What brings the beast out in me? It’s an emotional breakdown that happens every once in a while and today is the day. Like Dr. Robert Bruce Banner uncontrollably transforming into The Incredible Hulk, when I get all of these pent up emotions inside I feel like I’m about to explode. That’s where the nurture part of my personality came from my experiences growing up in a dysfunctional family. Don’t get me wrong, there was a lot of love in my family, but there was also cheating and double dealing too. And on top of it all, there were enough one-on-one incidents to cause my emotions to go haywire at a young age. Quite simply, we were taught to hide our emotions, not to cry, to hold it in at all costs. Don’t cry. Don’t yell. Don’t scream. Don’t go off on anybody. Just keep a poker face and deny any culpability. That was the desensitized environment I grew up in. By the time my teenage years rolled around I was an emotional wreck. No wonder the girls didn’t want to take a chance on me.



So I became a beast. I took one look at the life ahead of me and I decided that there was only one place I could compete naturally and that was in bed. Every woman I met was a conquest. What was the shortest distance to a roll in the hay. Who cares if after the first or second experience of going all the way things fell apart eventually. You don’t have to answer. That was a rhetorical question.



I came to the clinic to tame the beast. Dr. Mark convinced me on the first day I met him that there was nothing strange or unusual about me. He let me know that it was normal to aspire to be God’s gift to women and he promised me an opportunity to pick from the fruits of his labor. He recruited a cadre of women with unique skills and he enjoyed playing matchmaker too. He gave me a sex survey to complete and based on my responses he let me listen to a set of recordings that tested my aptitude for auditory stimulation.



He hooked me up to a machine that measured my responses to external stimulus and then he had me listen to a set of audio books, picking the ones that had the biggest impact. The women’s voices were captivating and at the same time mesmerizing. These women had something they wanted to let go. Like me they had pent up emotions ready to explode. I knew because I could hear it in their voices and that’s what made the beast come to life in me. The beast took over my bodily functions as I drifted off into an erotic fantasy. The beast made me say the words that brought out feelings of ecstasy.

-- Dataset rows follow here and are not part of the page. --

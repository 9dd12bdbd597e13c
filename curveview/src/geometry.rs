// Copyright 2026 the CurveView Authors
// SPDX-License-Identifier: Apache-2.0 OR MIT

//! Control-point placement and bounds correction for the wave curve.
//!
//! The curve is a single cubic Bezier running along the bottom edge of the
//! view, from `(0, height)` to `(width, height)`. Its two inner control points
//! are placed from the configuration, after which the curve is sampled at a
//! fixed resolution to find how far it dips below the baseline. Every control
//! point is then lifted by that amount so the curve stays inside the view.

use kurbo::{Point, Size};

use crate::config::{CurveConfig, VerticalPlacement};

/// Number of parameter steps used when sampling the curve.
///
/// The curve is evaluated at `t = i / SAMPLE_STEPS` for `i` in
/// `0..=SAMPLE_STEPS`, i.e. 11 samples.
pub const SAMPLE_STEPS: u32 = 10;

/// The four control points of the wave curve, in drawing order.
pub type ControlPoints = [Point; 4];

/// Places the four control points for a view of the given size.
///
/// `P0` and `P3` sit on the baseline at the left and right edges. The inner
/// points take their X from the configured fractions of `width` and their Y
/// from the configured [`VerticalPlacement`].
#[must_use]
pub fn control_points(size: Size, config: &CurveConfig) -> ControlPoints {
    let Size { width, height } = size;
    let (first_y, second_y) = match config.placement {
        VerticalPlacement::Offset {
            first_extra_y,
            second_extra_y,
        } => (height + first_extra_y, height + second_extra_y),
        VerticalPlacement::Proportional { first_y, second_y } => {
            (height * first_y, height * second_y)
        }
    };
    [
        Point::new(0.0, height),
        Point::new(width * config.first_control_point_x, first_y),
        Point::new(width * config.second_control_point_x, second_y),
        Point::new(width, height),
    ]
}

/// Evaluates the cubic at `t` by repeated linear interpolation.
#[must_use]
pub fn de_casteljau(points: &ControlPoints, t: f64) -> Point {
    let [p0, p1, p2, p3] = *points;
    let a = p0.lerp(p1, t);
    let b = p1.lerp(p2, t);
    let c = p2.lerp(p3, t);
    let d = a.lerp(b, t);
    let e = b.lerp(c, t);
    d.lerp(e, t)
}

/// Returns the sampled curve point with the largest Y coordinate.
///
/// Y grows downwards, so this is the point where the curve reaches furthest
/// below its baseline. Sampling is fixed at 11 evenly spaced parameters; the
/// result is not a converged extremum. Ties keep the earliest sample.
#[must_use]
pub fn highest_point(points: &ControlPoints) -> Point {
    let mut best = de_casteljau(points, 0.0);
    for i in 1..=SAMPLE_STEPS {
        let t = f64::from(i) / f64::from(SAMPLE_STEPS);
        let sample = de_casteljau(points, t);
        if sample.y > best.y {
            best = sample;
        }
    }
    best
}

/// How far the sampled curve extends past the baseline `height`.
///
/// The `t = 0` sample is `P0` itself, so for a curve built by
/// [`control_points`] this is never negative.
#[must_use]
pub fn extra_curve_space(points: &ControlPoints, height: f64) -> f64 {
    highest_point(points).y - height
}

/// Moves every control point up by `amount`.
#[must_use]
pub fn shift_up(points: &ControlPoints, amount: f64) -> ControlPoints {
    points.map(|p| Point::new(p.x, p.y - amount))
}

/// Derived curve state for one view size.
#[derive(Clone, Copy, Debug, PartialEq)]
pub struct CurveGeometry {
    /// The view size the geometry was computed for.
    pub size: Size,
    /// Control points after the bounds correction has been applied.
    pub points: ControlPoints,
    /// Amount every control point was lifted by.
    pub extra_curve_space: f64,
}

impl CurveGeometry {
    /// Computes control points, the bounds correction, and the shifted points.
    #[must_use]
    pub fn compute(size: Size, config: &CurveConfig) -> Self {
        let raw = control_points(size, config);
        let extra = extra_curve_space(&raw, size.height);
        tracing::debug!(?raw, extra_curve_space = extra, "placed curve control points");
        Self {
            size,
            points: shift_up(&raw, extra),
            extra_curve_space: extra,
        }
    }

    /// Height of the baseline after the bounds correction.
    #[must_use]
    pub fn baseline(&self) -> f64 {
        self.size.height - self.extra_curve_space
    }
}

#[cfg(test)]
mod tests {
    use kurbo::{Point, Size};

    use super::{
        CurveGeometry, control_points, de_casteljau, extra_curve_space, highest_point, shift_up,
    };
    use crate::config::{CurveConfig, VerticalPlacement};

    fn close(a: f64, b: f64) -> bool {
        (a - b).abs() < 1e-9
    }

    #[test]
    fn offset_mode_places_points_relative_to_baseline() {
        let config = CurveConfig::default();
        let pts = control_points(Size::new(1000.0, 500.0), &config);
        assert_eq!(pts[0], Point::new(0.0, 500.0));
        assert_eq!(pts[1], Point::new(400.0, 620.0));
        assert_eq!(pts[2], Point::new(500.0, 320.0));
        assert_eq!(pts[3], Point::new(1000.0, 500.0));
    }

    #[test]
    fn proportional_mode_scales_with_height() {
        let config = CurveConfig::default().with_placement(VerticalPlacement::Proportional {
            first_y: 1.2,
            second_y: 0.8,
        });
        let pts = control_points(Size::new(200.0, 100.0), &config);
        assert!(close(pts[1].x, 80.0));
        assert!(close(pts[1].y, 120.0));
        assert!(close(pts[2].x, 100.0));
        assert!(close(pts[2].y, 80.0));
    }

    #[test]
    fn sampling_hits_endpoints_exactly() {
        let pts = [
            Point::new(0.0, 10.0),
            Point::new(3.0, 40.0),
            Point::new(7.0, -20.0),
            Point::new(10.0, 10.0),
        ];
        assert_eq!(de_casteljau(&pts, 0.0), pts[0]);
        assert_eq!(de_casteljau(&pts, 1.0), pts[3]);
    }

    #[test]
    fn default_curve_dips_by_sampled_amount() {
        let pts = control_points(Size::new(1000.0, 500.0), &CurveConfig::default());
        // The deepest of the 11 samples is at t = 0.2.
        let lowest = highest_point(&pts);
        assert!(close(lowest.y, 528.8), "got {}", lowest.y);
        assert!(close(extra_curve_space(&pts, 500.0), 28.8));
    }

    #[test]
    fn upward_only_curve_needs_no_extra_space() {
        let config = CurveConfig::default().with_placement(VerticalPlacement::Offset {
            first_extra_y: -50.0,
            second_extra_y: -80.0,
        });
        let pts = control_points(Size::new(300.0, 120.0), &config);
        assert!(close(extra_curve_space(&pts, 120.0), 0.0));
    }

    #[test]
    fn shifting_moves_only_y() {
        let pts = control_points(Size::new(100.0, 50.0), &CurveConfig::default());
        let shifted = shift_up(&pts, 7.5);
        for (a, b) in pts.iter().zip(shifted.iter()) {
            assert_eq!(a.x, b.x);
            assert!(close(a.y - 7.5, b.y));
        }
    }

    #[test]
    fn zero_size_is_tolerated() {
        let geometry = CurveGeometry::compute(Size::ZERO, &CurveConfig::default());
        assert!(geometry.extra_curve_space >= 0.0);
        assert!(geometry.points.iter().all(|p| p.x == 0.0));
    }
}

I took Star to be my mate for the night. She welcomed me with open arms. It started with a slow burn and ended with home run when I hit it out of the park. It was the way she let me ravage her that made the difference. She liked scarves. She gave me 4 silk ones beautifully stained with floral patterns and asked me to tie her up. I quickly obliged, wrists first and then her ankles. I wanted her facing me so I could see the look in her eyes when I penetrated. I was pleasantly surprised. Most women wince a little when they take me in, but she didn't cringe at all. She wanted all of me, every inch of me and when I inserted my sword to the hilt she let out a passionate whine. The look in her eyes and the smile on her face told me all I needed to know. I was on a mission and I wasn't going to stop until I satisfied her deepest desires. She begged me to continue and gave me the incentive I needed to go the distance. "Harder, harder, harder" she said. "Take me, take all of me", she begged. And there was no mistaking that that deep guttural grunt was meant for me. It was my cue to let it all out, every drop of my warm sloppy seed.


She wanted it and I let her have it. She felt good and I felt good too. We laid next to each other for a brief moment, butt naked and seeing our bodies glistening with sweat. The smell of incessant desire set free filled my head with delight. I untied her slowly and gave her back all 4 scarves. That's when she gave me the red one as a gift, something to remember her by. A memento I could use anytime I wanted to reminisce and recall this moment of intimate emotional connection. With the magic from her most vulnerable submission, she momentarily tamed the beast in me. She gave me the ultimate experience to channel all of my pent up emotional energy. She freed me to be me again. She freed me to be human again. The sensation of this natural high slowly filled every part of me. Fade to black.